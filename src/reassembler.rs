//! Turn the chunks delivered by the notification stream into frames.
//!
//! Notifications carry arbitrary slices of the byte stream: a frame may be split over
//! several notifications, several frames may share one, and noise may appear in between.
//!
//! Resync rule: bytes in front of the first start marker are dropped, and a candidate
//! whose end marker or crc does not check out loses its start marker, after which the
//! scan resumes at the next marker. The buffer therefore never holds more than one
//! incomplete candidate plus whatever arrived after it.

use crate::frame::{Frame, FRAME_END, SMALL_FRAME_START};

#[derive(Debug, Default)]
pub struct StreamReassembler {
    buffer: Vec<u8>,
}

impl StreamReassembler {
    pub fn new() -> Self {
        Self::default()
    }

    pub fn append(&mut self, chunk: &[u8]) {
        self.buffer.extend_from_slice(chunk);
    }

    /// Pull every complete, valid frame out of the buffer, in stream order.
    pub fn extract_frames(&mut self) -> Vec<Frame> {
        let mut frames = Vec::new();

        loop {
            let Some(start) = self.buffer.iter().position(|&b| b == SMALL_FRAME_START) else {
                if !self.buffer.is_empty() {
                    log::debug!("Dropping {} bytes without start marker", self.buffer.len());
                    self.buffer.clear();
                }
                break;
            };
            if start > 0 {
                log::debug!("Dropping {start} bytes in front of start marker");
                self.buffer.drain(..start);
            }

            let Some(&length) = self.buffer.get(1) else {
                break;
            };
            let end = length as usize + 4;
            if end + 1 > self.buffer.len() {
                // wait for the rest of the frame
                break;
            }

            if self.buffer[end] != FRAME_END {
                log::debug!("Rejecting candidate: no end marker at offset {end}");
                self.buffer.drain(..1);
                continue;
            }

            match Frame::decode(&self.buffer[..end]) {
                Ok(frame) if frame.is_valid() => {
                    self.buffer.drain(..end + 1);
                    frames.push(frame);
                }
                Ok(frame) => {
                    log::debug!(
                        "Rejecting candidate: crc mismatch for payload {}",
                        hex::encode(&frame.payload)
                    );
                    self.buffer.drain(..1);
                }
                Err(err) => {
                    log::debug!("Rejecting candidate: {err}");
                    self.buffer.drain(..1);
                }
            }
        }

        frames
    }

    pub fn reset(&mut self) {
        self.buffer.clear();
    }

    /// Number of buffered bytes not yet consumed into a frame
    pub fn len(&self) -> usize {
        self.buffer.len()
    }

    pub fn is_empty(&self) -> bool {
        self.buffer.is_empty()
    }
}

#[cfg(test)]
fn packet(payload_hex: &str) -> Vec<u8> {
    let payload = hex::decode(payload_hex).unwrap();
    Frame::encode(crate::frame::FrameVariant::Small, &payload).unwrap()
}

#[test]
fn test_one_byte_at_a_time() {
    let bytes = packet("3300000000db0102030405");
    let mut reassembler = StreamReassembler::new();
    for (i, b) in bytes.iter().enumerate() {
        reassembler.append(&[*b]);
        let frames = reassembler.extract_frames();
        if i + 1 < bytes.len() {
            assert!(frames.is_empty(), "frame extracted early at byte {i}");
        } else {
            assert_eq!(frames.len(), 1);
            assert_eq!(hex::encode(&frames[0].payload), "3300000000db0102030405");
        }
    }
    assert!(reassembler.is_empty());
}

#[test]
fn test_uneven_chunks() {
    let bytes = packet("3300000000db02020303");
    let mut reassembler = StreamReassembler::new();
    let mut frames = Vec::new();
    for chunk in bytes.chunks(3) {
        reassembler.append(chunk);
        frames.extend(reassembler.extract_frames());
    }
    assert_eq!(frames.len(), 1);
    assert!(reassembler.is_empty());
}

#[test]
fn test_two_frames_in_one_chunk() {
    let mut bytes = packet("aa01");
    bytes.extend(packet("bb0203"));
    let mut reassembler = StreamReassembler::new();
    reassembler.append(&bytes);
    let frames = reassembler.extract_frames();
    assert_eq!(frames.len(), 2);
    assert_eq!(frames[0].payload, vec![0xaa, 0x01]);
    assert_eq!(frames[1].payload, vec![0xbb, 0x02, 0x03]);
    assert!(reassembler.is_empty());
}

#[test]
fn test_spurious_marker_before_frame() {
    // 0x02 0x01 looks like a header but is followed by noise
    let mut bytes = hex::decode("ff0201aa55").unwrap();
    bytes.extend(packet("33cafe"));
    let mut reassembler = StreamReassembler::new();
    reassembler.append(&bytes);
    let frames = reassembler.extract_frames();
    assert_eq!(frames.len(), 1);
    assert_eq!(frames[0].payload, vec![0x33, 0xca, 0xfe]);
    assert!(reassembler.is_empty());
}

#[test]
fn test_bad_crc_is_skipped() {
    let mut bytes = packet("335566");
    bytes[3] ^= 0x40;
    bytes.extend(packet("337788"));
    let mut reassembler = StreamReassembler::new();
    reassembler.append(&bytes);
    let frames = reassembler.extract_frames();
    assert_eq!(frames.len(), 1);
    assert_eq!(frames[0].payload, vec![0x33, 0x77, 0x88]);
    assert!(reassembler.is_empty());
}

#[test]
fn test_garbage_does_not_accumulate() {
    let mut reassembler = StreamReassembler::new();
    for _ in 0..1000 {
        reassembler.append(&hex::decode("02010000ff11").unwrap());
        assert!(reassembler.extract_frames().is_empty());
        assert!(reassembler.len() < 8, "buffer grew to {}", reassembler.len());
    }
    reassembler.append(&packet("33"));
    assert_eq!(reassembler.extract_frames().len(), 1);
}

#[test]
fn test_incomplete_frame_is_kept() {
    let bytes = packet("3300000000db");
    let mut reassembler = StreamReassembler::new();
    reassembler.append(&hex::decode("aabb").unwrap());
    reassembler.append(&bytes[..6]);
    assert!(reassembler.extract_frames().is_empty());
    assert_eq!(reassembler.len(), 6);
    reassembler.append(&bytes[6..]);
    assert_eq!(reassembler.extract_frames().len(), 1);
}

#[test]
fn test_reset() {
    let mut reassembler = StreamReassembler::new();
    reassembler.append(&[0x02, 0x10, 0x33]);
    reassembler.extract_frames();
    assert!(!reassembler.is_empty());
    reassembler.reset();
    assert!(reassembler.is_empty());
}
//! Error types for vescread

/// Result type alias
pub type Result<T> = std::result::Result<T, Error>;

/// vescread error types
#[derive(Debug, thiserror::Error)]
pub enum Error {
    /// Bluetooth stack error
    #[error("Bluetooth error: {0}")]
    Ble(#[from] bluest::Error),

    /// Link level failure (connect, write, notify, scan)
    #[error("Transport error: {0}")]
    Transport(String),

    /// Malformed or corrupted frame
    #[error("Protocol error: {0}")]
    Protocol(String),

    /// Invalid configuration
    #[error("Configuration error: {0}")]
    Config(String),

    /// The large frame variant is not implemented
    #[error("Unsupported frame variant")]
    UnsupportedVariant,

    /// Payload does not fit a small frame
    #[error("Payload of {0} bytes does not fit a small frame")]
    PayloadTooLarge(usize),

    /// Discovery window ended without a matching device
    #[error("No BLE UART device found")]
    NoDeviceFound,

    /// I/O error
    #[error("I/O error: {0}")]
    Io(#[from] std::io::Error),
}

impl From<toml::de::Error> for Error {
    fn from(err: toml::de::Error) -> Self {
        Error::Config(err.to_string())
    }
}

**What needs to be done**
Copy out each line of the material above that holds the word "into".

**Finished exercise**
//! Turn the chunks delivered by the notification stream into frames.
    /// Number of buffered bytes not yet consumed into a frame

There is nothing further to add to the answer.